■ **EXERCISE DIRECTIONS**
Report all lines in the records that hold the string "ReservationId".

*** GIVEN DATA Section Begins ***

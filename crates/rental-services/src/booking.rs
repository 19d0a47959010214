//! Booking form controller
//!
//! State machine behind a reservation form: date selection, validation,
//! pricing, and a single submission per user action.
//!
//! ```text
//! NoDatesSelected --pick_start--> StartSelected --pick_end--> RangeSelected
//!        ^                             ^   |                        |
//!        '---------clear_start---------'   '----pick_start(>=end)---'
//!
//! RangeSelected --begin_submit--> Submitting --ok--> Success
//!                                     '------err---> Error (dates kept, retry allowed)
//! ```
//!
//! Submission is split in two phases so a controller shared behind a lock
//! never holds the lock across the network call: `begin_submit` validates and
//! enters `Submitting`, `complete_submit` applies the backend's answer. A second
//! `begin_submit` while a request is in flight is refused and builds no request.

use chrono::{NaiveDate, NaiveDateTime};
use rental_core::config::BookingConfig;
use rental_core::dates::{days_between, end_of_day, is_same_day, start_of_day};
use rental_core::models::{Car, CarId, CreateReservation, Reservation, ReservationId};
use rental_core::traits::ReservationBackend;
use rental_core::AppError;
use rust_decimal::Decimal;
use serde::Serialize;
use thiserror::Error;
use tracing::{debug, info, instrument, warn};

use crate::availability::{AvailabilityPolicy, DayAvailability};
use crate::constants::{MAX_RENTAL_DAYS, MIN_RENTAL_DAYS};

/// Message shown when the backend could not be reached
pub const GENERIC_FAILURE: &str = "Failed to create reservation";

/// What the user is told when a submission fails
///
/// Backend rejections keep their own message; network trouble and backend
/// outages collapse into `GENERIC_FAILURE`.
pub fn submit_failure_message(err: &AppError) -> String {
    if err.is_transient() {
        GENERIC_FAILURE.to_string()
    } else {
        err.to_string()
    }
}

/// Client-detected booking problems
///
/// None of these ever reaches the backend; the form stays where it is.
#[derive(Debug, Clone, PartialEq, Eq, Error)]
pub enum BookingError {
    #[error("Please select both start and end dates")]
    MissingDates,

    #[error("Start date must be at least tomorrow")]
    LeadTime,

    #[error("End date must be at least one day after start date")]
    SameDay,

    #[error("Reservation must be at least {0} day(s)")]
    TooShort(i64),

    #[error("Reservation cannot be longer than {0} days")]
    TooLong(i64),

    #[error("End date must be after the start date")]
    EndNotAfterStart,

    #[error("{0} is not available for booking")]
    DateUnavailable(NaiveDate),

    #[error("Select a start date first")]
    NoStartDate,

    #[error("A reservation request is already being submitted")]
    SubmissionInProgress,
}

impl From<BookingError> for AppError {
    fn from(err: BookingError) -> Self {
        match err {
            BookingError::SubmissionInProgress => AppError::SubmissionInProgress,
            BookingError::NoStartDate => AppError::InvalidTransition(err.to_string()),
            other => AppError::Validation(other.to_string()),
        }
    }
}

/// Rules applied when validating a date range
#[derive(Debug, Clone, Copy, PartialEq, Eq)]
pub struct BookingRules {
    pub policy: AvailabilityPolicy,
    pub min_rental_days: i64,
    pub max_rental_days: i64,
}

impl Default for BookingRules {
    fn default() -> Self {
        Self {
            policy: AvailabilityPolicy::default(),
            min_rental_days: MIN_RENTAL_DAYS,
            max_rental_days: MAX_RENTAL_DAYS,
        }
    }
}

impl From<&BookingConfig> for BookingRules {
    fn from(config: &BookingConfig) -> Self {
        Self {
            policy: AvailabilityPolicy::from(config),
            min_rental_days: config.min_rental_days,
            max_rental_days: config.max_rental_days,
        }
    }
}

/// Priced, validated date range
#[derive(Debug, Clone, PartialEq, Eq, Serialize)]
pub struct Quote {
    pub start_date: NaiveDateTime,
    pub end_date: NaiveDateTime,
    pub days: i64,
    pub price_per_day: Decimal,
    pub total_price: Decimal,
}

impl BookingRules {
    /// Validate a selection and price it
    ///
    /// Dates are normalized to whole days first, so callers may pass any time
    /// of day.
    pub fn validate(
        &self,
        start: Option<NaiveDateTime>,
        end: Option<NaiveDateTime>,
        reservations: &[Reservation],
        price_per_day: Decimal,
        now: NaiveDateTime,
    ) -> Result<Quote, BookingError> {
        let (start, end) = match (start, end) {
            (Some(start), Some(end)) => (start_of_day(start), end_of_day(end)),
            _ => return Err(BookingError::MissingDates),
        };

        if start < self.policy.earliest_start(now) {
            return Err(BookingError::LeadTime);
        }

        if is_same_day(start, end) {
            return Err(BookingError::SameDay);
        }

        let days = days_between(start, end);
        if days < self.min_rental_days.max(1) {
            return Err(BookingError::TooShort(self.min_rental_days.max(1)));
        }

        let max_days = self.max_rental_days.max(self.min_rental_days.max(1));
        if days > max_days {
            return Err(BookingError::TooLong(max_days));
        }

        if let Some(blocked) =
            self.policy
                .first_blocked_in(start.date(), end.date(), reservations, now)
        {
            return Err(BookingError::DateUnavailable(blocked));
        }

        Ok(Quote {
            start_date: start,
            end_date: end,
            days,
            price_per_day,
            total_price: Decimal::from(days) * price_per_day,
        })
    }
}

/// Where the form currently is
#[derive(Debug, Clone, PartialEq, Eq, Serialize)]
#[serde(tag = "state", rename_all = "snake_case")]
pub enum BookingState {
    NoDatesSelected,
    StartSelected {
        start: NaiveDateTime,
    },
    RangeSelected {
        start: NaiveDateTime,
        end: NaiveDateTime,
    },
    Submitting {
        start: NaiveDateTime,
        end: NaiveDateTime,
    },
    Success {
        reservation_id: ReservationId,
    },
    /// Submission failed; the range is kept so the user can retry as-is
    Error {
        start: NaiveDateTime,
        end: NaiveDateTime,
        message: String,
    },
}

impl BookingState {
    pub fn start(&self) -> Option<NaiveDateTime> {
        match self {
            BookingState::StartSelected { start }
            | BookingState::RangeSelected { start, .. }
            | BookingState::Submitting { start, .. }
            | BookingState::Error { start, .. } => Some(*start),
            BookingState::NoDatesSelected | BookingState::Success { .. } => None,
        }
    }

    pub fn end(&self) -> Option<NaiveDateTime> {
        match self {
            BookingState::RangeSelected { end, .. }
            | BookingState::Submitting { end, .. }
            | BookingState::Error { end, .. } => Some(*end),
            _ => None,
        }
    }

    pub fn name(&self) -> &'static str {
        match self {
            BookingState::NoDatesSelected => "no_dates_selected",
            BookingState::StartSelected { .. } => "start_selected",
            BookingState::RangeSelected { .. } => "range_selected",
            BookingState::Submitting { .. } => "submitting",
            BookingState::Success { .. } => "success",
            BookingState::Error { .. } => "error",
        }
    }
}

/// Reservation form for one car and one user
#[derive(Debug, Clone)]
pub struct BookingController {
    car_id: CarId,
    user_id: i64,
    price_per_day: Decimal,
    reservations: Vec<Reservation>,
    rules: BookingRules,
    state: BookingState,
}

impl BookingController {
    pub fn new(
        car_id: CarId,
        user_id: i64,
        price_per_day: Decimal,
        reservations: Vec<Reservation>,
        rules: BookingRules,
    ) -> Self {
        Self {
            car_id,
            user_id,
            price_per_day,
            reservations,
            rules,
            state: BookingState::NoDatesSelected,
        }
    }

    /// Controller seeded from a fetched car snapshot
    pub fn for_car(car: &Car, user_id: i64, rules: BookingRules) -> Self {
        Self::new(
            car.id,
            user_id,
            car.price_per_day,
            car.reservations.clone(),
            rules,
        )
    }

    pub fn car_id(&self) -> CarId {
        self.car_id
    }

    pub fn user_id(&self) -> i64 {
        self.user_id
    }

    pub fn price_per_day(&self) -> Decimal {
        self.price_per_day
    }

    pub fn state(&self) -> &BookingState {
        &self.state
    }

    pub fn reservations(&self) -> &[Reservation] {
        &self.reservations
    }

    pub fn is_submitting(&self) -> bool {
        matches!(self.state, BookingState::Submitting { .. })
    }

    /// Swap in a freshly fetched reservation list
    pub fn replace_reservations(&mut self, reservations: Vec<Reservation>) {
        self.reservations = reservations;
    }

    /// Date-picker policy: a day is disabled iff it is blocked
    pub fn is_day_disabled(&self, date: NaiveDate, now: NaiveDateTime) -> bool {
        self.rules
            .policy
            .is_date_blocked(date, &self.reservations, now)
    }

    /// Disabled-day calendar over the current snapshot
    pub fn calendar(&self, from: NaiveDate, days: i64, now: NaiveDateTime) -> Vec<DayAvailability> {
        self.rules
            .policy
            .calendar(from, days, &self.reservations, now)
    }

    /// Select the first rental day
    ///
    /// Clears the end date if it is no longer after the new start.
    pub fn pick_start(&mut self, date: NaiveDateTime, now: NaiveDateTime) -> Result<(), BookingError> {
        self.ensure_idle()?;

        let start = start_of_day(date);
        if self.is_day_disabled(start.date(), now) {
            return Err(BookingError::DateUnavailable(start.date()));
        }

        self.state = match self.state.end() {
            Some(end) if start.date() < end.date() => BookingState::RangeSelected { start, end },
            Some(_) => {
                debug!(car_id = self.car_id, "New start date clears the end date");
                BookingState::StartSelected { start }
            }
            None => BookingState::StartSelected { start },
        };

        Ok(())
    }

    /// Select the last rental day
    ///
    /// An end on or before the start day is rejected and the selection is left
    /// untouched; there is no silent clamping.
    pub fn pick_end(&mut self, date: NaiveDateTime, now: NaiveDateTime) -> Result<(), BookingError> {
        self.ensure_idle()?;

        let start = self.state.start().ok_or(BookingError::NoStartDate)?;
        let end = end_of_day(date);

        if is_same_day(start, end) {
            return Err(BookingError::SameDay);
        }
        if end.date() < start.date() {
            return Err(BookingError::EndNotAfterStart);
        }

        if self.is_day_disabled(end.date(), now) {
            return Err(BookingError::DateUnavailable(end.date()));
        }

        self.state = BookingState::RangeSelected { start, end };
        Ok(())
    }

    /// Drop both dates
    pub fn clear_start(&mut self) -> Result<(), BookingError> {
        self.ensure_idle()?;
        self.state = BookingState::NoDatesSelected;
        Ok(())
    }

    /// Drop the end date, keeping the start
    pub fn clear_end(&mut self) -> Result<(), BookingError> {
        self.ensure_idle()?;
        self.state = match self.state.start() {
            Some(start) => BookingState::StartSelected { start },
            None => BookingState::NoDatesSelected,
        };
        Ok(())
    }

    /// Validate and price the current selection
    pub fn quote(&self, now: NaiveDateTime) -> Result<Quote, BookingError> {
        self.rules.validate(
            self.state.start(),
            self.state.end(),
            &self.reservations,
            self.price_per_day,
            now,
        )
    }

    /// Validate the selection and enter `Submitting`
    ///
    /// Returns the request to send. Validation failures leave the state as it
    /// was and nothing is sent.
    pub fn begin_submit(&mut self, now: NaiveDateTime) -> Result<CreateReservation, BookingError> {
        if self.is_submitting() {
            debug!(car_id = self.car_id, "Ignoring repeated submit while in flight");
            return Err(BookingError::SubmissionInProgress);
        }

        let quote = self.quote(now)?;

        self.state = BookingState::Submitting {
            start: quote.start_date,
            end: quote.end_date,
        };

        info!(
            car_id = self.car_id,
            user_id = self.user_id,
            days = quote.days,
            total = %quote.total_price,
            "Submitting reservation"
        );

        Ok(CreateReservation {
            car_id: self.car_id,
            user_id: self.user_id,
            start_date: quote.start_date,
            end_date: quote.end_date,
            total_price: quote.total_price,
        })
    }

    /// Apply the backend's answer to an in-flight submission
    pub fn complete_submit(
        &mut self,
        result: Result<ReservationId, AppError>,
    ) -> Result<ReservationId, AppError> {
        let (start, end) = match self.state {
            BookingState::Submitting { start, end } => (start, end),
            _ => {
                return Err(AppError::InvalidTransition(
                    "no reservation request is in flight".to_string(),
                ))
            }
        };

        match result {
            Ok(reservation_id) => {
                info!(car_id = self.car_id, reservation_id, "Reservation created");
                self.state = BookingState::Success { reservation_id };
                Ok(reservation_id)
            }
            Err(e) => {
                warn!(car_id = self.car_id, error = %e, "Reservation request failed");
                self.state = BookingState::Error {
                    start,
                    end,
                    message: submit_failure_message(&e),
                };
                Err(e)
            }
        }
    }

    /// Submit through `backend` and hand the new id to `on_success`
    #[instrument(skip(self, backend, on_success), fields(car_id = self.car_id))]
    pub async fn submit<B, F>(
        &mut self,
        backend: &B,
        now: NaiveDateTime,
        on_success: F,
    ) -> Result<ReservationId, AppError>
    where
        B: ReservationBackend,
        F: FnOnce(ReservationId),
    {
        let request = self.begin_submit(now)?;
        let result = backend.create_reservation(&request).await;
        let reservation_id = self.complete_submit(result)?;
        on_success(reservation_id);
        Ok(reservation_id)
    }

    fn ensure_idle(&self) -> Result<(), BookingError> {
        if self.is_submitting() {
            return Err(BookingError::SubmissionInProgress);
        }
        Ok(())
    }
}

*** GIVEN DATA Section Ends ***

■ **OUTPUT FOR THIS EXERCISE**
use rental_core::models::{Car, CarId, CreateReservation, Reservation, ReservationId};
        reservation_id: ReservationId,
        result: Result<ReservationId, AppError>,
    ) -> Result<ReservationId, AppError> {
    ) -> Result<ReservationId, AppError>
        F: FnOnce(ReservationId),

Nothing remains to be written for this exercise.